Но письма не приходили.
Неужели он мог разлюбить?
В Пятигорске она долго томилась сомнениями, находила себе места, хотела написать ему, но потом решила: поеду во Владикавказ и сама поговорю. Как ждала Анна встречи с Коста! Но сейчас, увидев его, измученного, исхудавшего, подавленного, даже испугалась. За него испугалась. Ей хотелось бы видеть его прежним — здоровым, бодрым, жизнерадостным…
— Константин Леванович, я приехала, чтобы поговорить с вами, — краснея, сказала Анна.
— Спасибо, Анна Александровна!
Они медленно шли по бульвару, мимо мокрых деревьев и мокрых скамеек, в сторону Терека. Холодное осеннее солнце, выглянув на миг, уходило за дальние горы, оранжевые лихорадочные отблески ложились на землю.
— Константин Леванович, — снова заговорила Анна, — что случилось? Вы переменились ко мне…
— Да, Анна Александровна, все переменилось! — коротко ответил Коста. Но в его словах она услышала боль, и в душе ее вспыхнула надежда.
— Вы… мы еще будем счастливы! — с отчаянием выговорила она.
Коста поднял на нее глаза. Он ждал этих слов всю жизнь…
Они спустились к Тереку и остановились возле огромного серого камня. Сколько радостных и горестных часов провел здесь Коста! Тут ждала его когда-то Анна Попова. Отсюда он, бессильный и влюбленный, наблюдал, как ее увозят от него. Здесь начал писать он свою «Фатиму». Как давно это было! Кажется, не одна, а десять жизней прожито с тех пор. «Да, так что она сказала? — стараясь сосредоточиться, спросил он себя. — Мы еще будем счастливы… Нет, этого уже не будет».
Глядя на мутные, катящиеся волны Терека, вспоминала о прошлом и Анна. Вон в том высоком доме с узорчатым балконом веселилась она когда-то на семейном празднике у Поповых. Как завидовала она тогда своей подруге! Так почему же не ответила на его любовь? Побоялась трудной, неустроенной жизни? Тревожного, беспокойного нрава?..
— Я не имею права, — заговорил Коста. — Сделать вас несчастной…
— Вам нужен друг.
— Спасибо… — прошептал он. — Помните мои стихи?
Я отживаю век, ты жить лишь начинаешь,
Я выбился из сил под бременем труда,
Борьбы и нищеты, ты весело срываешь
Весенние цветы… Я стар, ты молода…
Я выстрадал эти стихи. Это не просто слова…
— Сорок четыре года — разве это старость? — перебила его Анна. — Вы поправитесь…
Коста вдруг закашлялся — натужно, хрипло.
— Я должен открыть вам, Анна, еще одно обстоятельство, — глухо проговорил он после приступа. — Сегодня особое присутствие областного правления официально признало меня душевнобольным.
Анна побледнела.
— Мне остается одно: уехать из Владикавказа, пока мальчишки не стали бросать в меня камнями и кричать: «Помешанный!» Прощайте, Анна, бог ведает, свидимся ли. Прощайте, — повторил он, крепко сжав ее холодные пальцы, и, прихрамывая, зашагал прочь.
— Погодите! Коста не обернулся.
Солнце нырнуло за вершины хребта, и синий мрак разом рухнул на город.
Минуты сочтены… Повсюду бьют тревогу.
Уж брезжит луч зари, играя на штыках…
И обновленный мир отдастся вечно миру,
С презреньем бросив нож, запекшийся в крови…

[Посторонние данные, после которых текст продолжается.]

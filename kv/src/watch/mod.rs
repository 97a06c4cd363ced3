use std::collections::HashMap;
use std::sync::atomic::{AtomicI64, Ordering};
use std::sync::Mutex;

use tokio::sync::mpsc;

use crate::error::{CResult, Error};
use crate::kvstore::KeyRecord;

pub type WatchId = i64;

/// Default bound on a single watch's outstanding-event channel. A watcher
/// that can't keep up past this many buffered batches is cancelled rather
/// than allowed to grow unbounded memory.
pub const DEFAULT_CHANNEL_CAPACITY: usize = 128;

#[derive(Debug, Clone, Copy, PartialEq, Eq)]
pub enum EventKind {
    Put,
    Delete,
}

/// Filters that exclude whole classes of event from a watch's stream.
#[derive(Debug, Clone, Copy, PartialEq, Eq)]
pub enum Filter {
    NoPut,
    NoDelete,
}

#[derive(Debug, Clone)]
pub struct Event {
    pub kind: EventKind,
    pub key: Vec<u8>,
    pub record: Option<KeyRecord>,
    pub prev_record: Option<KeyRecord>,
}

/// One message delivered to a watch's receiver: a batch of events from a
/// single revision, or notice that the watch was cancelled.
#[derive(Debug, Clone)]
pub enum WatchUpdate {
    Events { revision: i64, events: Vec<Event> },
    Canceled { reason: String },
}

struct WatcherEntry {
    key: Vec<u8>,
    range_end: Vec<u8>,
    filters: Vec<Filter>,
    sender: mpsc::Sender<WatchUpdate>,
}

impl WatcherEntry {
    fn matches_key(&self, key: &[u8]) -> bool {
        use crate::kvstore::keyspace::to_bounds;
        use std::ops::Bound;
        let (start, end) = to_bounds(&self.key, &self.range_end);
        let after_start = match &start {
            Bound::Included(s) => key >= s.as_slice(),
            Bound::Excluded(s) => key > s.as_slice(),
            Bound::Unbounded => true,
        };
        let before_end = match &end {
            Bound::Included(e) => key <= e.as_slice(),
            Bound::Excluded(e) => key < e.as_slice(),
            Bound::Unbounded => true,
        };
        after_start && before_end
    }

    fn passes_filters(&self, kind: EventKind) -> bool {
        match kind {
            EventKind::Put => !self.filters.contains(&Filter::NoPut),
            EventKind::Delete => !self.filters.contains(&Filter::NoDelete),
        }
    }
}

/// Owns every live watch and fans committed mutations out to them.
///
/// A watch only ever observes the current revision onward: since the store
/// keeps no historical versions, a caller asking to replay from an older
/// revision cannot be served and gets `Error::Compacted` at watch-creation
/// time rather than a stream of synthetic catch-up events.
pub struct WatchManager {
    id_gen: AtomicI64,
    watchers: Mutex<HashMap<WatchId, WatcherEntry>>,
}

impl Default for WatchManager {
    fn default() -> Self {
        Self::new()
    }
}

impl WatchManager {
    pub fn new() -> Self {
        Self { id_gen: AtomicI64::new(1), watchers: Mutex::new(HashMap::new()) }
    }

    /// Registers a new watch over `[key, range_end)`. `start_revision`, if
    /// given, must equal `current_revision` -- anything older has already
    /// been discarded, anything newer doesn't exist yet.
    pub fn watch(
        &self,
        key: Vec<u8>,
        range_end: Vec<u8>,
        start_revision: Option<i64>,
        current_revision: i64,
        filters: Vec<Filter>,
    ) -> CResult<(WatchId, mpsc::Receiver<WatchUpdate>)> {
        if let Some(start) = start_revision {
            if start > current_revision {
                return Err(Error::FutureRev { current_revision });
            }
            if start != current_revision {
                return Err(Error::Compacted { compact_revision: current_revision });
            }
        }

        let (sender, receiver) = mpsc::channel(DEFAULT_CHANNEL_CAPACITY);
        let id = self.id_gen.fetch_add(1, Ordering::SeqCst);
        let entry = WatcherEntry { key, range_end, filters, sender };
        self.watchers.lock().expect("watch map poisoned").insert(id, entry);
        Ok((id, receiver))
    }

    /// Cancels a watch, returning whether it existed.
    pub fn cancel(&self, id: WatchId) -> bool {
        self.watchers.lock().expect("watch map poisoned").remove(&id).is_some()
    }

    /// Delivers one revision's worth of events to every watch whose range
    /// matches at least one affected key. A watcher whose channel is full is
    /// treated as a slow consumer and dropped rather than allowed to block
    /// the apply loop or buffer unboundedly.
    pub fn notify(&self, revision: i64, events: &[Event]) {
        let mut watchers = self.watchers.lock().expect("watch map poisoned");
        let mut dead = Vec::new();

        for (&id, watcher) in watchers.iter() {
            let matched: Vec<Event> = events
                .iter()
                .filter(|e| watcher.matches_key(&e.key) && watcher.passes_filters(e.kind))
                .cloned()
                .collect();
            if matched.is_empty() {
                continue;
            }
            match watcher.sender.try_send(WatchUpdate::Events { revision, events: matched }) {
                Ok(()) => {}
                Err(mpsc::error::TrySendError::Full(_)) => dead.push(id),
                Err(mpsc::error::TrySendError::Closed(_)) => dead.push(id),
            }
        }

        for id in dead {
            if let Some(watcher) = watchers.remove(&id) {
                let _ = watcher.sender.try_send(WatchUpdate::Canceled {
                    reason: "slow consumer: watch channel exceeded capacity".to_string(),
                });
            }
        }
    }

    pub fn watch_count(&self) -> usize {
        self.watchers.lock().expect("watch map poisoned").len()
    }
}

#[cfg(test)]
mod tests {
    use super::*;

    fn put_event(key: &[u8]) -> Event {
        Event {
            kind: EventKind::Put,
            key: key.to_vec(),
            record: Some(KeyRecord { value: vec![1], create_revision: 1, mod_revision: 1, version: 1, lease: 0 }),
            prev_record: None,
        }
    }

    #[test]
    fn watch_at_current_revision_is_allowed() {
        let mgr = WatchManager::new();
        assert!(mgr.watch(b"a".to_vec(), vec![], Some(5), 5, vec![]).is_ok());
    }

    #[test]
    fn watch_at_older_revision_is_compacted() {
        let mgr = WatchManager::new();
        let err = mgr.watch(b"a".to_vec(), vec![], Some(3), 5, vec![]).unwrap_err();
        assert!(matches!(err, Error::Compacted { compact_revision: 5 }));
    }

    #[test]
    fn watch_at_future_revision_is_rejected_distinctly() {
        let mgr = WatchManager::new();
        let err = mgr.watch(b"a".to_vec(), vec![], Some(9), 5, vec![]).unwrap_err();
        assert!(matches!(err, Error::FutureRev { current_revision: 5 }));
    }

    #[tokio::test]
    async fn matching_event_is_delivered() {
        let mgr = WatchManager::new();
        let (_, mut rx) = mgr.watch(b"a".to_vec(), vec![], None, 0, vec![]).unwrap();
        mgr.notify(1, &[put_event(b"a")]);

        match rx.recv().await.unwrap() {
            WatchUpdate::Events { revision, events } => {
                assert_eq!(revision, 1);
                assert_eq!(events.len(), 1);
            }
            other => panic!("unexpected update: {:?}", other),
        }
    }

    #[tokio::test]
    async fn non_matching_event_is_not_delivered() {
        let mgr = WatchManager::new();
        let (_, mut rx) = mgr.watch(b"a".to_vec(), vec![], None, 0, vec![]).unwrap();
        mgr.notify(1, &[put_event(b"b")]);

        assert!(rx.try_recv().is_err());
    }

    #[tokio::test]
    async fn filter_excludes_put_events() {
        let mgr = WatchManager::new();
        let (_, mut rx) = mgr.watch(b"a".to_vec(), vec![], None, 0, vec![Filter::NoPut]).unwrap();
        mgr.notify(1, &[put_event(b"a")]);
        assert!(rx.try_recv().is_err());
    }

    #[test]
    fn cancel_removes_the_watch() {
        let mgr = WatchManager::new();
        let (id, _rx) = mgr.watch(b"a".to_vec(), vec![], None, 0, vec![]).unwrap();
        assert!(mgr.cancel(id));
        assert!(!mgr.cancel(id));
        assert_eq!(mgr.watch_count(), 0);
    }

    #[tokio::test]
    async fn slow_consumer_is_cancelled_when_channel_is_full() {
        let mgr = WatchManager::new();
        let (id, _rx) = mgr.watch(b"a".to_vec(), vec![], None, 0, vec![]).unwrap();
        // Fill the channel without ever polling the receiver.
        for rev in 0..DEFAULT_CHANNEL_CAPACITY as i64 + 2 {
            mgr.notify(rev, &[put_event(b"a")]);
        }
        assert!(!mgr.cancel(id));
    }

    #[tokio::test]
    async fn open_ended_range_watch_matches_any_key_at_or_after_start() {
        let mgr = WatchManager::new();
        let (_, mut rx) = mgr.watch(b"b".to_vec(), vec![0], None, 0, vec![]).unwrap();
        mgr.notify(1, &[put_event(b"a"), put_event(b"z")]);

        match rx.recv().await.unwrap() {
            WatchUpdate::Events { events, .. } => {
                assert_eq!(events.len(), 1);
                assert_eq!(events[0].key, b"z".to_vec());
            }
            other => panic!("unexpected update: {:?}", other),
        }
    }
}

Не упрекай меня… И я настрою лиру
Тогда для равенства, свободы и любви.
Коста
Часть седьмая
1
На станцию Невинномысская поезд прибыл в полдень. Опираясь на палку, Коста прошел по перрону среди пестрой толпы. Вокруг мелькали черные и белые черкески, оборванные ребятишки в громадных овечьих шапках сновали словно маленькие бесенята. С грустью глядел Коста на эту нищету. На привокзальной площади зазывно кричали казачки, предлагая молоко, яйца, вареных кур, горячую кукурузу — лакомства пристанционного базара.
Но вот поезд ушел, и базар мгновенно исчез, торговцы расходились, чтобы прийти к следующему поезду.
Коста шел между бричек и арб, искал попутчика. Жить во Владикавказе он больше не мог. Слух о его «болезни» с быстротой молнии разлетелся по городу, владикавказские власти постарались, чтобы его «помешательство» не осталось в тайне. Куда деваться? И как ни тяжко ехать к сестре — в отцовский дом, где жила Ольга после развода с мужем, — другого выхода не было. Один он на целом свете, бесплатно пользоваться услугами чужих людей не привык, а платить нечем. Деньги, полученные за роспись армянской церкви, все разошлись: часть прожил, а еще больше роздал беднякам.